● Task item
Among the entries that follow, how many lines contain the word "events"? Give the number alone.

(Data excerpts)

//! Hotkey engine: registration API and run/stop lifecycle
//!
//! The engine subscribes three handlers to its [`InputHook`]. Each handler
//! call holds a dispatch lock for its whole duration, actions included, so
//! events are processed strictly one after another even when a hook
//! delivers from several threads. Engine data sits behind a separate lock
//! that is released before any action runs: an action may register,
//! unregister or stop on the same engine, and the change applies from the
//! next event on.

use std::sync::{Arc, Mutex, MutexGuard, PoisonError};

use tracing::{debug, info, warn};

use crate::hook::{Channel, HandlerId, HookError, HookEvent, InputHook};
use crate::keys::{Combination, KeyCode};

use super::dispatch::EngineState;
use super::registry::Action;

/// State shared between the engine handle and its hook handlers
#[derive(Default)]
struct Shared {
    dispatch: Mutex<()>,
    state: Mutex<EngineState>,
}

impl Shared {
    fn state(&self) -> MutexGuard<'_, EngineState> {
        self.state.lock().unwrap_or_else(PoisonError::into_inner)
    }

    /// Process one raw event, running any fired actions after the state
    /// lock is released
    fn handle(&self, event: HookEvent) {
        let _serial = self.dispatch.lock().unwrap_or_else(PoisonError::into_inner);

        let actions: Vec<Action> = {
            let mut state = self.state();
            match event {
                HookEvent::KeyDown(code) => state.key_down(code).into_iter().collect(),
                HookEvent::KeyUp(code) => {
                    state.key_up(code);
                    Vec::new()
                }
                HookEvent::Wheel { rotation } => state.wheel(rotation),
            }
        };

        for action in actions {
            action();
        }
    }
}

/// Handler ids held while the engine is subscribed to its hook
#[derive(Debug, Clone, Copy)]
struct Subscriptions {
    key_down: HandlerId,
    key_up: HandlerId,
    wheel: HandlerId,
}

/// Global hotkey engine bound to one input hook.
///
/// Only one engine should be running against the real OS hook at a time;
/// independent engines over separate [`ManualHook`](crate::hook::ManualHook)s
/// are fine.
pub struct Hotkeys {
    hook: Arc<dyn InputHook>,
    shared: Arc<Shared>,
    subscriptions: Mutex<Option<Subscriptions>>,
}

impl Hotkeys {
    /// Create a stopped engine with no registrations
    pub fn new(hook: Arc<dyn InputHook>) -> Self {
        Self {
            hook,
            shared: Arc::new(Shared::default()),
            subscriptions: Mutex::new(None),
        }
    }

    /// Bind `action` to the chord `keys`.
    ///
    /// An empty chord is a usage error: it is logged and nothing is stored.
    pub fn register<F>(&self, keys: &[KeyCode], action: F)
    where
        F: Fn() + Send + Sync + 'static,
    {
        let combination = Combination::from(keys);
        let mut state = self.shared.state();
        if !state.registry.register(combination.clone(), Arc::new(action)) {
            warn!("refusing to register a hotkey with an empty key combination");
            return;
        }
        if state.debug {
            debug!(hotkey = %combination, "registered");
        }
    }

    /// Remove every hotkey whose keys are the same set as `keys`
    pub fn unregister(&self, keys: &[KeyCode]) {
        let mut state = self.shared.state();
        let removed = state.registry.unregister(keys);
        if state.debug {
            for keys in &removed {
                debug!(hotkey = %keys, "unregistered");
            }
        }
    }

    /// Bind wheel actions to the chord `keys`. An empty chord fires on
    /// every wheel event.
    pub fn register_scroll<U, D>(&self, keys: &[KeyCode], up: U, down: D)
    where
        U: Fn() + Send + Sync + 'static,
        D: Fn() + Send + Sync + 'static,
    {
        let combination = Combination::from(keys);
        let mut state = self.shared.state();
        if state.debug {
            debug!(hotkey = %combination, "registered scroll");
        }
        state
            .registry
            .register_scroll(combination, Arc::new(up), Arc::new(down));
    }

    /// Remove every wheel hotkey whose keys are the same set as `keys`
    pub fn unregister_scroll(&self, keys: &[KeyCode]) {
        let mut state = self.shared.state();
        let removed = state.registry.unregister_scroll(keys);
        if state.debug {
            for keys in &removed {
                debug!(hotkey = %keys, "unregistered scroll");
            }
        }
    }

    /// Remove all chord hotkeys, and the wheel hotkeys when `include_scroll`
    pub fn unregister_all(&self, include_scroll: bool) {
        let mut state = self.shared.state();
        state.registry.unregister_all(include_scroll);
        if state.debug {
            debug!("unregistered all hotkeys");
            if include_scroll {
                debug!("unregistered all scroll hotkeys");
            }
        }
    }

    /// Subscribe to the hook and start event delivery.
    ///
    /// Calling `run` again while running does not subscribe twice; it only
    /// updates the debug flag and restarts the hook.
    pub fn run(&self, debug: bool) -> Result<(), HookError> {
        self.shared.state().debug = debug;

        let mut subscriptions = self.subscriptions();
        let fresh = subscriptions.is_none();
        if fresh {
            *subscriptions = Some(self.subscribe());
        }

        if let Err(e) = self.hook.start() {
            if fresh {
                if let Some(subs) = subscriptions.take() {
                    self.unsubscribe(subs);
                }
            }
            return Err(e);
        }

        let enabled = debug;
        info!(debug = enabled, "hotkey engine running");
        Ok(())
    }

    /// Unsubscribe from the hook and stop delivery. Safe without `run`.
    ///
    /// An action already executing is not interrupted.
    pub fn stop(&self) {
        if let Some(subs) = self.subscriptions().take() {
            self.unsubscribe(subs);
        }
        self.hook.stop();
        info!("hotkey engine stopped");
    }

    /// Subscribed to the hook and the hook is delivering events
    pub fn is_running(&self) -> bool {
        self.subscriptions().is_some() && self.hook.is_running()
    }

    pub fn debug(&self) -> bool {
        self.shared.state().debug
    }

    /// Currently held keys, in press order
    pub fn pressed_keys(&self) -> Vec<KeyCode> {
        self.shared.state().pressed.as_slice().to_vec()
    }

    pub fn hotkey_count(&self) -> usize {
        self.shared.state().registry.hotkeys().len()
    }

    pub fn scroll_hotkey_count(&self) -> usize {
        self.shared.state().registry.scroll_hotkeys().len()
    }

    fn subscriptions(&self) -> MutexGuard<'_, Option<Subscriptions>> {
        self.subscriptions.lock().unwrap_or_else(PoisonError::into_inner)
    }

    fn subscribe(&self) -> Subscriptions {
        let handler = |shared: &Arc<Shared>| {
            let shared = Arc::clone(shared);
            Arc::new(move |event: HookEvent| shared.handle(event))
        };

        Subscriptions {
            key_down: self.hook.subscribe(Channel::KeyDown, handler(&self.shared)),
            key_up: self.hook.subscribe(Channel::KeyUp, handler(&self.shared)),
            wheel: self.hook.subscribe(Channel::Wheel, handler(&self.shared)),
        }
    }

    fn unsubscribe(&self, subs: Subscriptions) {
        self.hook.unsubscribe(Channel::KeyDown, subs.key_down);
        self.hook.unsubscribe(Channel::KeyUp, subs.key_up);
        self.hook.unsubscribe(Channel::Wheel, subs.wheel);
    }
}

● The completed task
2